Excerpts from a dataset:

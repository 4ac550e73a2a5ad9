use crate::domain::ports::CodePrompt;
use crate::utils::error::{RelayError, Result};
use async_trait::async_trait;
use console::style;
use dialoguer::Input;
use std::io::ErrorKind;

/// Reads verification codes from the terminal.
#[derive(Debug, Clone, Default)]
pub struct ConsolePrompt;

impl ConsolePrompt {
    pub fn new() -> Self {
        Self
    }
}

#[async_trait]
impl CodePrompt for ConsolePrompt {
    async fn read_code(&self, username: &str) -> Result<Option<String>> {
        let prompt = format!(
            "{} Enter the 6-digit code from your email",
            style(format!("[{}]", username)).cyan()
        );

        // dialoguer 會阻塞，丟到 blocking thread
        let answer = tokio::task::spawn_blocking(move || {
            Input::<String>::new()
                .with_prompt(prompt)
                .allow_empty(true)
                .interact_text()
        })
        .await
        .map_err(|e| RelayError::IoError(std::io::Error::other(e)))?;

        prompt_answer(answer)
    }
}

/// Ctrl-C in raw mode arrives as an `Interrupted` read, not a signal.
fn prompt_answer(answer: std::result::Result<String, dialoguer::Error>) -> Result<Option<String>> {
    match answer {
        Ok(code) => Ok(Some(code)),
        Err(dialoguer::Error::IO(e)) if e.kind() == ErrorKind::Interrupted => {
            Err(RelayError::Interrupted)
        }
        Err(e) => {
            tracing::debug!("Prompt closed: {}", e);
            Ok(None)
        }
    }
}

#[cfg(test)]
mod tests {
    use super::*;

    #[test]
    fn test_prompt_answer_mapping() {
        assert_eq!(
            prompt_answer(Ok("123456".to_string())).unwrap(),
            Some("123456".to_string())
        );

        let interrupted = dialoguer::Error::IO(std::io::Error::from(ErrorKind::Interrupted));
        assert!(matches!(
            prompt_answer(Err(interrupted)),
            Err(RelayError::Interrupted)
        ));

        let closed = dialoguer::Error::IO(std::io::Error::from(ErrorKind::UnexpectedEof));
        assert_eq!(prompt_answer(Err(closed)).unwrap(), None);
    }
}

**Requirement**: Please return all of the entries exactly as they were given.

**Finished task**:
repository 4ac550e73a2a5ad9
use crate::domain::ports::CodePrompt;
use crate::utils::error::{RelayError, Result};
use async_trait::async_trait;
use console::style;
use dialoguer::Input;
use std::io::ErrorKind;

/// Reads verification codes from the terminal.
#[derive(Debug, Clone, Default)]
pub struct ConsolePrompt;

impl ConsolePrompt {
    pub fn new() -> Self {
        Self
    }
}

#[async_trait]
impl CodePrompt for ConsolePrompt {
    async fn read_code(&self, username: &str) -> Result<Option<String>> {
        let prompt = format!(
            "{} Enter the 6-digit code from your email",
            style(format!("[{}]", username)).cyan()
        );

        // dialoguer 會阻塞，丟到 blocking thread
        let answer = tokio::task::spawn_blocking(move || {
            Input::<String>::new()
                .with_prompt(prompt)
                .allow_empty(true)
                .interact_text()
        })
        .await
        .map_err(|e| RelayError::IoError(std::io::Error::other(e)))?;

        prompt_answer(answer)
    }
}

/// Ctrl-C in raw mode arrives as an `Interrupted` read, not a signal.
fn prompt_answer(answer: std::result::Result<String, dialoguer::Error>) -> Result<Option<String>> {
    match answer {
        Ok(code) => Ok(Some(code)),
        Err(dialoguer::Error::IO(e)) if e.kind() == ErrorKind::Interrupted => {
            Err(RelayError::Interrupted)
        }
        Err(e) => {
            tracing::debug!("Prompt closed: {}", e);
            Ok(None)
        }
    }
}

#[cfg(test)]
mod tests {
    use super::*;

    #[test]
    fn test_prompt_answer_mapping() {
        assert_eq!(
            prompt_answer(Ok("123456".to_string())).unwrap(),
            Some("123456".to_string())
        );

        let interrupted = dialoguer::Error::IO(std::io::Error::from(ErrorKind::Interrupted));
        assert!(matches!(
            prompt_answer(Err(interrupted)),
            Err(RelayError::Interrupted)
        ));

        let closed = dialoguer::Error::IO(std::io::Error::from(ErrorKind::UnexpectedEof));
        assert_eq!(prompt_answer(Err(closed)).unwrap(), None);
    }
}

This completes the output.